Huge solar array installed on roof of concert venue

Bristol company Solarsense has installed a huge 348-panel solar array at the iconic Bristol Beacon, as part of its recent £132m refurbishment.

Sustainability has been integral to the transformation of the Beacon, which aims to become the UK’s first carbon neutral music venue.

The solar PV system will make an important contribution to this target, generating over 110,000 kWh annually – 99.6% of which is expected to be used on site – avoiding more than 24,000 kg/year of carbon emissions.

Delivering a world-class programme of over 800 events a year, the Beacon has pledged to use its unique place as a music venue to amplify positive climate action.
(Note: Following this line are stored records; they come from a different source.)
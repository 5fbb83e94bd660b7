// src/dispatch.rs
//
// Operand resolution for type-erased values.
//
// A binary operation first asks the left operand. If that side does not
// know the right operand it answers `NotImplemented`, and the right operand
// gets a chance through its reflected implementation. Only when both sides
// decline does the operation fail for good.

use log::trace;
use num_integer::Integer;
use num_traits::Signed;
use std::any::Any;
use std::cmp::Ordering;
use std::fmt;

use crate::error::{RationalError, Result};
use crate::rational::Rational;

#[derive(Debug, Clone, Copy, PartialEq, Eq, Hash)]
pub enum BinaryOp {
    Add,
    Sub,
    Mul,
    Div,
}

impl BinaryOp {
    pub fn symbol(self) -> &'static str {
        match self {
            BinaryOp::Add => "+",
            BinaryOp::Sub => "-",
            BinaryOp::Mul => "*",
            BinaryOp::Div => "/",
        }
    }

    pub fn is_commutative(self) -> bool {
        matches!(self, BinaryOp::Add | BinaryOp::Mul)
    }
}

impl fmt::Display for BinaryOp {
    fn fmt(&self, f: &mut fmt::Formatter<'_>) -> fmt::Result {
        f.write_str(self.symbol())
    }
}

#[derive(Debug, Clone, Copy, PartialEq, Eq, Hash)]
pub enum CompareOp {
    Eq,
    Ne,
    Lt,
    Le,
    Gt,
    Ge,
}

impl CompareOp {
    pub fn symbol(self) -> &'static str {
        match self {
            CompareOp::Eq => "==",
            CompareOp::Ne => "!=",
            CompareOp::Lt => "<",
            CompareOp::Le => "<=",
            CompareOp::Gt => ">",
            CompareOp::Ge => ">=",
        }
    }

    /// The operator to use once the operands trade places.
    pub fn swapped(self) -> CompareOp {
        match self {
            CompareOp::Lt => CompareOp::Gt,
            CompareOp::Le => CompareOp::Ge,
            CompareOp::Gt => CompareOp::Lt,
            CompareOp::Ge => CompareOp::Le,
            CompareOp::Eq | CompareOp::Ne => self,
        }
    }

    pub fn holds(self, ordering: Ordering) -> bool {
        match self {
            CompareOp::Eq => ordering == Ordering::Equal,
            CompareOp::Ne => ordering != Ordering::Equal,
            CompareOp::Lt => ordering == Ordering::Less,
            CompareOp::Le => ordering != Ordering::Greater,
            CompareOp::Gt => ordering == Ordering::Greater,
            CompareOp::Ge => ordering != Ordering::Less,
        }
    }
}

impl fmt::Display for CompareOp {
    fn fmt(&self, f: &mut fmt::Formatter<'_>) -> fmt::Result {
        f.write_str(self.symbol())
    }
}

/// The operand kinds a [`Rational`] knows how to combine with.
#[derive(Clone, Copy)]
pub enum Operand<'a, T> {
    Rational(&'a Rational<T>),
    Integer(&'a T),
}

impl<'a, T: 'static> Operand<'a, T> {
    /// `None` for anything that is neither `Rational<T>` nor `T`.
    pub fn from_any(value: &'a dyn Any) -> Option<Self> {
        if let Some(rational) = value.downcast_ref::<Rational<T>>() {
            return Some(Operand::Rational(rational));
        }
        value.downcast_ref::<T>().map(Operand::Integer)
    }
}

impl<T: Clone + Integer + Signed + 'static> Rational<T> {
    /// `self op rhs`.
    pub fn apply(&self, op: BinaryOp, rhs: &dyn Any) -> Result<Self> {
        match Operand::<T>::from_any(rhs) {
            Some(Operand::Rational(other)) => match op {
                BinaryOp::Add => Ok(self.sum(other)),
                BinaryOp::Sub => Ok(self.difference(other)),
                BinaryOp::Mul => Ok(self.product(other)),
                BinaryOp::Div => self.quotient(other),
            },
            Some(Operand::Integer(n)) => match op {
                BinaryOp::Add => Ok(self.sum_integer(n)),
                BinaryOp::Sub => Ok(self.difference_integer(n)),
                BinaryOp::Mul => Ok(self.product_integer(n)),
                BinaryOp::Div => self.quotient_integer(n),
            },
            None => Err(RationalError::NotImplemented { op }),
        }
    }

    /// `lhs op self`, reached after `lhs` declined the operation.
    pub fn apply_reflected(&self, op: BinaryOp, lhs: &dyn Any) -> Result<Self> {
        match Operand::<T>::from_any(lhs) {
            Some(Operand::Integer(n)) => match op {
                BinaryOp::Add => Ok(Self::integer_plus(n, self)),
                BinaryOp::Sub => Ok(Self::integer_minus(n, self)),
                BinaryOp::Mul => Ok(Self::integer_times(n, self)),
                BinaryOp::Div => Self::integer_divided_by(n, self),
            },
            Some(Operand::Rational(other)) if op.is_commutative() => self.apply(op, other),
            _ => Err(RationalError::NotImplemented { op }),
        }
    }

    /// `None` when `other` is not comparable with a rational.
    pub fn compare(&self, op: CompareOp, other: &dyn Any) -> Option<bool> {
        let ordering = match Operand::<T>::from_any(other)? {
            Operand::Rational(value) => self.cmp(value),
            Operand::Integer(n) => self.cmp_integer(n),
        };
        Some(op.holds(ordering))
    }
}

/// Resolves `lhs op rhs`, trying the reflected side when the forward side
/// declines.
pub fn binary<T>(op: BinaryOp, lhs: &dyn Any, rhs: &dyn Any) -> Result<Rational<T>>
where
    T: Clone + Integer + Signed + 'static,
{
    let forward = match lhs.downcast_ref::<Rational<T>>() {
        Some(value) => value.apply(op, rhs),
        None => Err(RationalError::NotImplemented { op }),
    };
    match forward {
        Err(err) if err.is_not_implemented() => {
            trace!("forward '{}' declined, trying reflected", op);
        }
        other => return other,
    }

    let reflected = match rhs.downcast_ref::<Rational<T>>() {
        Some(value) => value.apply_reflected(op, lhs),
        None => Err(RationalError::NotImplemented { op }),
    };
    match reflected {
        Err(err) if err.is_not_implemented() => {
            trace!("reflected '{}' declined", op);
            Err(RationalError::UnsupportedOperands { op })
        }
        other => other,
    }
}

/// Resolves `lhs op rhs` for comparisons.
///
/// Equality between unrelated values falls back to identity, ordering
/// between them is an error.
pub fn compare<T>(op: CompareOp, lhs: &dyn Any, rhs: &dyn Any) -> Result<bool>
where
    T: Clone + Integer + Signed + 'static,
{
    if let Some(answer) = lhs
        .downcast_ref::<Rational<T>>()
        .and_then(|value| value.compare(op, rhs))
    {
        return Ok(answer);
    }
    if let Some(answer) = rhs
        .downcast_ref::<Rational<T>>()
        .and_then(|value| value.compare(op.swapped(), lhs))
    {
        return Ok(answer);
    }

    trace!("'{}' not comparable, falling back", op);
    let same = std::ptr::eq(
        lhs as *const dyn Any as *const (),
        rhs as *const dyn Any as *const (),
    );
    match op {
        CompareOp::Eq => Ok(same),
        CompareOp::Ne => Ok(!same),
        _ => Err(RationalError::NotComparable { op }),
    }
}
The solar panels are part of the venue’s sustainability roadmap which covers all aspects of its operations, from supply chain management to visitor engagement to business travel.

Award-winning solar installer Solarsense worked with building contractor Willmott Dixon, community energy developer Bristol Energy Cooperative and building owner Bristol City Council to deliver the solar PV system, which will also contribute to the city’s ambition to reach net zero by 2030.

Stephen Barrett, managing director of Solarsense, said: “As a local company that has been based in the Bristol area for more than 25 years, we were delighted to be able to play our part in this important development for the city. The new venue is absolutely fantastic and we’re proud that our solar panels will be powering thousands of concerts, gigs, comedy shows and events into the future.”

Rosa Corbishley, development director, Bristol Beacon, said: “A key part of Bristol Beacon’s transformation was to use the opportunity to become as sustainable as we could. We have an ambitious and detailed sustainability roadmap to help us become the first Net Zero concert hall in the UK by 2030. This new extensive solar PV system is a really important step to achieving that.”

Co-founder and Development Director of Bristol Energy Cooperative, Andy O’Brien said: “We are very proud that community energy is playing a part in the transformation of the Bristol Beacon. BEC will sell the generated electricity to the music trust at a discounted rate then funnel the revenue back to its investors and into community benefit projects. In this way, enjoying a show or gig at the Beacon, audiences are not only endorsing Bristol’s journey to net zero, they are also helping the grassroots projects that keep this city going.”

Bristol Beacon is part of a wider movement among the arts and cultural sector to take advantage of the environmental and cost-saving benefits of solar energy. Solarsense has recently installed solar PV at several other high profile venues including Bristol Old Vic, the oldest continuously working theatre in the English-speaking world, and the V&A East, a brand new museum and collection and research centre in Queen Elizabeth Olympic Park, London.